3. Deliciously Ella’s Miso Mushroom Noodles
Food blogger Ella Woodward uses cayenne as an unexpected ingredient in her miso mushroom noodles, stirring it in with ramen, coconut milk, and peanut butter. “It’s my new obsession. It’s the perfect 10-minute meal,” Woodward writes on Instagram.
4. Nutrition Stripped’s Mexican Chocolate “Zoats”
Cayenne for breakfast? Oh yes, it’s a thing. Nutrition Stripped founder (and Well+Good Council member) McKel Kooienga includes a dash of the hot stuff in this chocolatey take on “zoats”—a zucchini, egg, and oat mixture that’s served warm like oatmeal. “I love using chocolate, cinnamon, and cayenne together,” she says, praising the combo for its “sweet heat.”
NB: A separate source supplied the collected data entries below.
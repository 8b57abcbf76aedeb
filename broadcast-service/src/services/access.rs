//! Access resolution for streams and recordings
//!
//! Pure decision functions: entity state plus requester identity in, allow
//! or a closed denial reason out. No I/O and no presentation concerns; the
//! UI layer maps reasons to messaging.

use crate::models::{
    DenialReason, MembershipTier, Recording, RecordingStatus, Requester, Stream,
};

#[derive(Debug, Clone, Copy, PartialEq, Eq)]
pub enum AccessDecision {
    Allowed,
    Denied(DenialReason),
}

impl AccessDecision {
    pub fn is_allowed(&self) -> bool {
        matches!(self, AccessDecision::Allowed)
    }
}

pub fn can_view_stream(
    stream: &Stream,
    requester: &Requester,
    min_tier: MembershipTier,
) -> AccessDecision {
    // suspension denies regardless of visibility, owner included
    if stream.suspended && !requester.is_admin() {
        return AccessDecision::Denied(DenialReason::Suspended);
    }
    resolve_visibility(
        stream.visibility,
        Some(stream.creator_id),
        requester,
        min_tier,
    )
}

pub fn can_view_recording(
    recording: &Recording,
    requester: &Requester,
    min_tier: MembershipTier,
) -> AccessDecision {
    // deleted or hidden recordings simply do not exist to viewers
    if recording.status == RecordingStatus::Deleted || recording.hidden {
        if !requester.is_admin() {
            return AccessDecision::Denied(DenialReason::NotFound);
        }
    }
    resolve_visibility(recording.visibility, recording.creator_id, requester, min_tier)
}

fn resolve_visibility(
    visibility: crate::models::Visibility,
    owner: Option<uuid::Uuid>,
    requester: &Requester,
    min_tier: MembershipTier,
) -> AccessDecision {
    use crate::models::Visibility;

    let is_owner = match (owner, requester.user_id) {
        (Some(owner), Some(user)) => owner == user,
        _ => false,
    };
    if is_owner || requester.is_admin() {
        return AccessDecision::Allowed;
    }

    match visibility {
        Visibility::Public => AccessDecision::Allowed,
        Visibility::Members => match requester.user_id {
            None => AccessDecision::Denied(DenialReason::NotAuthenticated),
            Some(_) if requester.tier >= min_tier => AccessDecision::Allowed,
            Some(_) => AccessDecision::Denied(DenialReason::InsufficientTier),
        },
        // private content is indistinguishable from absent content
        Visibility::Private => AccessDecision::Denied(DenialReason::NotFound),
    }
}

#[cfg(test)]
mod tests {
    use super::*;
    use crate::models::{ContentMode, Role, StreamStatus, Visibility};
    use chrono::Utc;
    use uuid::Uuid;

    fn stream(visibility: Visibility) -> Stream {
        let now = Utc::now();
        Stream {
            id: Uuid::new_v4(),
            creator_id: Uuid::new_v4(),
            provider_stream_id: None,
            credential: "key".to_string(),
            title: "s".to_string(),
            visibility,
            mode: ContentMode::Video,
            status: StreamStatus::Live,
            playback_url: None,
            current_viewers: 0,
            peak_viewers: 0,
            total_unique_viewers: 0,
            suspended: false,
            started_at: None,
            ended_at: None,
            version: 0,
            created_at: now,
            updated_at: now,
        }
    }

    fn recording(visibility: Visibility) -> Recording {
        let now = Utc::now();
        Recording {
            id: Uuid::new_v4(),
            stream_id: None,
            creator_id: Some(Uuid::new_v4()),
            provider_asset_id: None,
            source_session_id: None,
            title: "r".to_string(),
            visibility,
            status: RecordingStatus::Ready,
            playback_url: None,
            duration_seconds: None,
            size_bytes: None,
            resolution: None,
            view_count: 0,
            unique_viewer_count: 0,
            peak_live_viewers: 0,
            failure_reason: None,
            hidden: false,
            ready_at: None,
            version: 0,
            created_at: now,
            updated_at: now,
        }
    }

    fn member(tier: MembershipTier) -> Requester {
        Requester {
            user_id: Some(Uuid::new_v4()),
            tier,
            role: Role::Viewer,
        }
    }

    #[test]
    fn public_stream_is_open_to_anonymous() {
        let decision = can_view_stream(
            &stream(Visibility::Public),
            &Requester::anonymous(),
            MembershipTier::Member,
        );
        assert!(decision.is_allowed());
    }

    #[test]
    fn suspended_stream_denies_even_its_owner() {
        let mut s = stream(Visibility::Public);
        s.suspended = true;
        let owner = Requester {
            user_id: Some(s.creator_id),
            tier: MembershipTier::Premium,
            role: Role::Creator,
        };
        assert_eq!(
            can_view_stream(&s, &owner, MembershipTier::Member),
            AccessDecision::Denied(DenialReason::Suspended)
        );
    }

    #[test]
    fn members_stream_requires_authentication_then_tier() {
        let s = stream(Visibility::Members);

        assert_eq!(
            can_view_stream(&s, &Requester::anonymous(), MembershipTier::Member),
            AccessDecision::Denied(DenialReason::NotAuthenticated)
        );
        assert_eq!(
            can_view_stream(&s, &member(MembershipTier::Free), MembershipTier::Member),
            AccessDecision::Denied(DenialReason::InsufficientTier)
        );
        assert!(can_view_stream(&s, &member(MembershipTier::Member), MembershipTier::Member)
            .is_allowed());
        assert!(can_view_stream(&s, &member(MembershipTier::Premium), MembershipTier::Member)
            .is_allowed());
    }

    #[test]
    fn owner_and_admin_bypass_members_gate() {
        let s = stream(Visibility::Members);
        let owner = Requester {
            user_id: Some(s.creator_id),
            tier: MembershipTier::Free,
            role: Role::Creator,
        };
        assert!(can_view_stream(&s, &owner, MembershipTier::Member).is_allowed());

        let admin = Requester {
            user_id: Some(Uuid::new_v4()),
            tier: MembershipTier::Free,
            role: Role::Admin,
        };
        assert!(can_view_stream(&s, &admin, MembershipTier::Member).is_allowed());
    }

    #[test]
    fn private_stream_conceals_itself_from_non_owners() {
        let s = stream(Visibility::Private);
        assert_eq!(
            can_view_stream(&s, &member(MembershipTier::Premium), MembershipTier::Member),
            AccessDecision::Denied(DenialReason::NotFound)
        );
    }

    #[test]
    fn deleted_or_hidden_recording_is_not_found() {
        let mut r = recording(Visibility::Public);
        r.status = RecordingStatus::Deleted;
        assert_eq!(
            can_view_recording(&r, &member(MembershipTier::Premium), MembershipTier::Member),
            AccessDecision::Denied(DenialReason::NotFound)
        );

        let mut r = recording(Visibility::Public);
        r.hidden = true;
        assert_eq!(
            can_view_recording(&r, &Requester::anonymous(), MembershipTier::Member),
            AccessDecision::Denied(DenialReason::NotFound)
        );
    }

    #[test]
    fn orphan_recording_has_no_owner_to_match() {
        let mut r = recording(Visibility::Private);
        r.creator_id = None;
        assert_eq!(
            can_view_recording(&r, &member(MembershipTier::Premium), MembershipTier::Member),
            AccessDecision::Denied(DenialReason::NotFound)
        );
    }
}
//! Data models for the broadcast service
//!
//! This module defines structures for:
//! - Stream: a creator broadcast and its lifecycle state
//! - Recording: the archived asset produced from an ended stream
//! - ViewerSession: one viewer's attendance on a live stream
//! - Request/response DTOs for the HTTP surface

use chrono::{DateTime, Utc};
use serde::{Deserialize, Serialize};
use uuid::Uuid;
use validator::Validate;

// ========================================
// Stream
// ========================================

/// Stream lifecycle status
#[derive(Debug, Clone, Copy, PartialEq, Eq, Serialize, Deserialize, sqlx::Type)]
#[sqlx(rename_all = "lowercase")]
#[serde(rename_all = "lowercase")]
pub enum StreamStatus {
    Idle,
    Configuring,
    Live,
    Ended,
}

impl StreamStatus {
    pub fn as_str(&self) -> &'static str {
        match self {
            Self::Idle => "idle",
            Self::Configuring => "configuring",
            Self::Live => "live",
            Self::Ended => "ended",
        }
    }
}

/// Who may watch a stream or recording
#[derive(Debug, Clone, Copy, PartialEq, Eq, Serialize, Deserialize, sqlx::Type)]
#[sqlx(rename_all = "lowercase")]
#[serde(rename_all = "lowercase")]
pub enum Visibility {
    Public,
    Members,
    Private,
}

/// Broadcast content mode
#[derive(Debug, Clone, Copy, PartialEq, Eq, Serialize, Deserialize, sqlx::Type)]
#[sqlx(rename_all = "snake_case")]
#[serde(rename_all = "snake_case")]
pub enum ContentMode {
    Video,
    AudioOnly,
    Avatar,
}

/// Stream database entity
///
/// Status and playback URL are mutated only through the reconciliation
/// engine; viewer counters only through the store's atomic counter ops.
#[derive(Debug, Clone, Serialize, Deserialize, sqlx::FromRow)]
pub struct Stream {
    pub id: Uuid,
    pub creator_id: Uuid,
    /// Provider-assigned id, set once the provider confirms provisioning.
    pub provider_stream_id: Option<String>,
    /// Secret ingest credential. Never serialized into viewer responses.
    #[serde(skip_serializing)]
    pub credential: String,
    pub title: String,
    pub visibility: Visibility,
    pub mode: ContentMode,
    pub status: StreamStatus,
    pub playback_url: Option<String>,
    pub current_viewers: i32,
    pub peak_viewers: i32,
    pub total_unique_viewers: i64,
    pub suspended: bool,
    pub started_at: Option<DateTime<Utc>>,
    pub ended_at: Option<DateTime<Utc>>,
    /// Optimistic concurrency token, bumped on every conditional update.
    pub version: i64,
    pub created_at: DateTime<Utc>,
    pub updated_at: DateTime<Utc>,
}

impl Stream {
    pub fn is_active(&self) -> bool {
        self.status != StreamStatus::Ended
    }

    /// Seconds spent live, known only once both timestamps are set.
    pub fn live_duration_secs(&self) -> Option<i64> {
        match (self.started_at, self.ended_at) {
            (Some(started), Some(ended)) => Some((ended - started).num_seconds().max(0)),
            _ => None,
        }
    }
}

// ========================================
// Recording
// ========================================

/// Recording lifecycle status
#[derive(Debug, Clone, Copy, PartialEq, Eq, Serialize, Deserialize, sqlx::Type)]
#[sqlx(rename_all = "lowercase")]
#[serde(rename_all = "lowercase")]
pub enum RecordingStatus {
    Pending,
    Processing,
    Ready,
    Failed,
    Deleted,
}

impl RecordingStatus {
    pub fn as_str(&self) -> &'static str {
        match self {
            Self::Pending => "pending",
            Self::Processing => "processing",
            Self::Ready => "ready",
            Self::Failed => "failed",
            Self::Deleted => "deleted",
        }
    }
}

/// Recording database entity
///
/// `stream_id`/`creator_id` are `None` for orphans created from asset
/// events that matched nothing; the re-match sweep may attach them later.
#[derive(Debug, Clone, Serialize, Deserialize, sqlx::FromRow)]
pub struct Recording {
    pub id: Uuid,
    pub stream_id: Option<Uuid>,
    pub creator_id: Option<Uuid>,
    pub provider_asset_id: Option<String>,
    /// Provider live-session id carried on the asset payload, kept so
    /// unresolved orphans can still be attached once the stream is known.
    pub source_session_id: Option<String>,
    pub title: String,
    pub visibility: Visibility,
    pub status: RecordingStatus,
    pub playback_url: Option<String>,
    pub duration_seconds: Option<i32>,
    pub size_bytes: Option<i64>,
    pub resolution: Option<String>,
    pub view_count: i64,
    pub unique_viewer_count: i64,
    /// Peak concurrent viewers copied from the source stream at creation.
    pub peak_live_viewers: i32,
    pub failure_reason: Option<String>,
    pub hidden: bool,
    pub ready_at: Option<DateTime<Utc>>,
    pub version: i64,
    pub created_at: DateTime<Utc>,
    pub updated_at: DateTime<Utc>,
}

impl Recording {
    pub fn is_orphan(&self) -> bool {
        self.creator_id.is_none()
    }
}

// ========================================
// Viewer sessions
// ========================================

/// One viewer's attendance on a live stream
#[derive(Debug, Clone, Serialize, Deserialize, sqlx::FromRow)]
pub struct ViewerSession {
    pub id: Uuid,
    pub stream_id: Uuid,
    pub viewer_id: Option<Uuid>,
    pub joined_at: DateTime<Utc>,
    pub last_seen_at: DateTime<Utc>,
    pub left_at: Option<DateTime<Utc>>,
}

impl ViewerSession {
    pub fn new(stream_id: Uuid, viewer_id: Option<Uuid>) -> Self {
        let now = Utc::now();
        Self {
            id: Uuid::new_v4(),
            stream_id,
            viewer_id,
            joined_at: now,
            last_seen_at: now,
            left_at: None,
        }
    }

    /// Dedup key for unique-viewer counting: the viewer identity when known,
    /// otherwise the session itself counts as unique.
    pub fn unique_key(&self) -> String {
        match self.viewer_id {
            Some(viewer) => viewer.to_string(),
            None => self.id.to_string(),
        }
    }
}

// ========================================
// Requester identity (injected by the gateway)
// ========================================

/// Membership tier, ordered from lowest to highest.
#[derive(Debug, Clone, Copy, PartialEq, Eq, PartialOrd, Ord, Serialize, Deserialize)]
#[serde(rename_all = "lowercase")]
pub enum MembershipTier {
    Free,
    Member,
    Premium,
}

impl MembershipTier {
    pub fn from_str(s: &str) -> Option<Self> {
        match s {
            "free" => Some(Self::Free),
            "member" => Some(Self::Member),
            "premium" => Some(Self::Premium),
            _ => None,
        }
    }
}

#[derive(Debug, Clone, Copy, PartialEq, Eq, Serialize, Deserialize)]
#[serde(rename_all = "lowercase")]
pub enum Role {
    Viewer,
    Creator,
    Admin,
}

impl Role {
    pub fn from_str(s: &str) -> Option<Self> {
        match s {
            "viewer" => Some(Self::Viewer),
            "creator" => Some(Self::Creator),
            "admin" => Some(Self::Admin),
            _ => None,
        }
    }
}

/// The requesting principal as asserted by the upstream gateway.
#[derive(Debug, Clone)]
pub struct Requester {
    pub user_id: Option<Uuid>,
    pub tier: MembershipTier,
    pub role: Role,
}

impl Requester {
    pub fn anonymous() -> Self {
        Self {
            user_id: None,
            tier: MembershipTier::Free,
            role: Role::Viewer,
        }
    }

    pub fn is_admin(&self) -> bool {
        self.role == Role::Admin
    }
}

/// Closed set of access-denial reasons consumed by the UI layer.
#[derive(Debug, Clone, Copy, PartialEq, Eq, Serialize, Deserialize)]
#[serde(rename_all = "snake_case")]
pub enum DenialReason {
    NotAuthenticated,
    InsufficientTier,
    Suspended,
    NotFound,
}

impl DenialReason {
    pub fn as_str(&self) -> &'static str {
        match self {
            Self::NotAuthenticated => "not_authenticated",
            Self::InsufficientTier => "insufficient_tier",
            Self::Suspended => "suspended",
            Self::NotFound => "not_found",
        }
    }
}

// ========================================
// Lifecycle update bus
// ========================================

/// Broadcast to in-process subscribers on every applied transition.
#[derive(Debug, Clone, Serialize)]
#[serde(tag = "kind", rename_all = "snake_case")]
pub enum LifecycleUpdate {
    StreamStatus {
        stream_id: Uuid,
        status: StreamStatus,
    },
    RecordingStatus {
        recording_id: Uuid,
        stream_id: Option<Uuid>,
        status: RecordingStatus,
    },
    ViewerCount {
        stream_id: Uuid,
        current_viewers: i32,
    },
}

// ========================================
// Request / response DTOs
// ========================================

#[derive(Debug, Clone, Deserialize, Validate)]
pub struct CreateStreamRequest {
    #[validate(length(min = 1, max = 120))]
    pub title: String,
    pub visibility: Option<Visibility>,
    pub mode: Option<ContentMode>,
}

#[derive(Debug, Clone, Deserialize, Validate)]
pub struct UpdateStreamRequest {
    #[validate(length(min = 1, max = 120))]
    pub title: Option<String>,
    pub visibility: Option<Visibility>,
    pub mode: Option<ContentMode>,
}

/// Returned once at creation; the only response that carries the credential.
#[derive(Debug, Clone, Serialize)]
pub struct CreateStreamResponse {
    pub stream_id: Uuid,
    pub credential: String,
    pub playback_url: Option<String>,
    pub status: StreamStatus,
    pub created_at: DateTime<Utc>,
}

/// Stream response DTO (credential withheld)
#[derive(Debug, Clone, Serialize)]
pub struct StreamResponse {
    pub id: Uuid,
    pub creator_id: Uuid,
    pub title: String,
    pub visibility: Visibility,
    pub mode: ContentMode,
    pub status: StreamStatus,
    pub playback_url: Option<String>,
    pub current_viewers: i32,
    pub peak_viewers: i32,
    pub total_unique_viewers: i64,
    pub started_at: Option<DateTime<Utc>>,
    pub ended_at: Option<DateTime<Utc>>,
    pub created_at: DateTime<Utc>,
}

impl From<Stream> for StreamResponse {
    fn from(stream: Stream) -> Self {
        Self {
            id: stream.id,
            creator_id: stream.creator_id,
            title: stream.title,
            visibility: stream.visibility,
            mode: stream.mode,
            status: stream.status,
            playback_url: stream.playback_url,
            current_viewers: stream.current_viewers,
            peak_viewers: stream.peak_viewers,
            total_unique_viewers: stream.total_unique_viewers,
            started_at: stream.started_at,
            ended_at: stream.ended_at,
            created_at: stream.created_at,
        }
    }
}

/// Recording response DTO
#[derive(Debug, Clone, Serialize)]
pub struct RecordingResponse {
    pub id: Uuid,
    pub stream_id: Option<Uuid>,
    pub title: String,
    pub visibility: Visibility,
    pub status: RecordingStatus,
    pub playback_url: Option<String>,
    pub duration_seconds: Option<i32>,
    pub resolution: Option<String>,
    pub view_count: i64,
    pub unique_viewer_count: i64,
    pub peak_live_viewers: i32,
    pub ready_at: Option<DateTime<Utc>>,
    pub created_at: DateTime<Utc>,
}

impl From<Recording> for RecordingResponse {
    fn from(rec: Recording) -> Self {
        Self {
            id: rec.id,
            stream_id: rec.stream_id,
            title: rec.title,
            visibility: rec.visibility,
            status: rec.status,
            playback_url: rec.playback_url,
            duration_seconds: rec.duration_seconds,
            resolution: rec.resolution,
            view_count: rec.view_count,
            unique_viewer_count: rec.unique_viewer_count,
            peak_live_viewers: rec.peak_live_viewers,
            ready_at: rec.ready_at,
            created_at: rec.created_at,
        }
    }
}

#[derive(Debug, Clone, Serialize)]
pub struct JoinStreamResponse {
    pub session_id: Uuid,
    pub playback_url: Option<String>,
    pub current_viewers: i32,
}

/// Playback descriptor handed to viewers after the access check.
///
/// A `processing` recording yields `status: "processing"` with no URL;
/// clients poll or subscribe for readiness.
#[derive(Debug, Clone, Serialize)]
pub struct PlaybackDescriptor {
    pub status: String,
    pub playback_url: Option<String>,
    pub title: String,
}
5. Cookie + Kate’s Redeeming Green Soup with Lemon and Cayenne
Fact: There’s nothing better than a warming bowl of soup in the winter. This one will make you extra toasty, thanks to the cayenne, and it’ll give you a big hit of leafy greens. Blogger Kathryne Taylor suggests serving it as a side with your avo toast, or turning it into a full meal with a base of basmati rice and chickpeas.
6. Eat Real Food’s Spicy Goji Smoothie
Feeling the morning-after effects of a giant meal? Blogger Heather Cox suggests throwing mango, oranges, goji berries, cayenne, and turmeric into your blender. Never mind the fact that this smoothie might give your metabolism a temporary lift—doesn’t it just sound straight-up refreshing?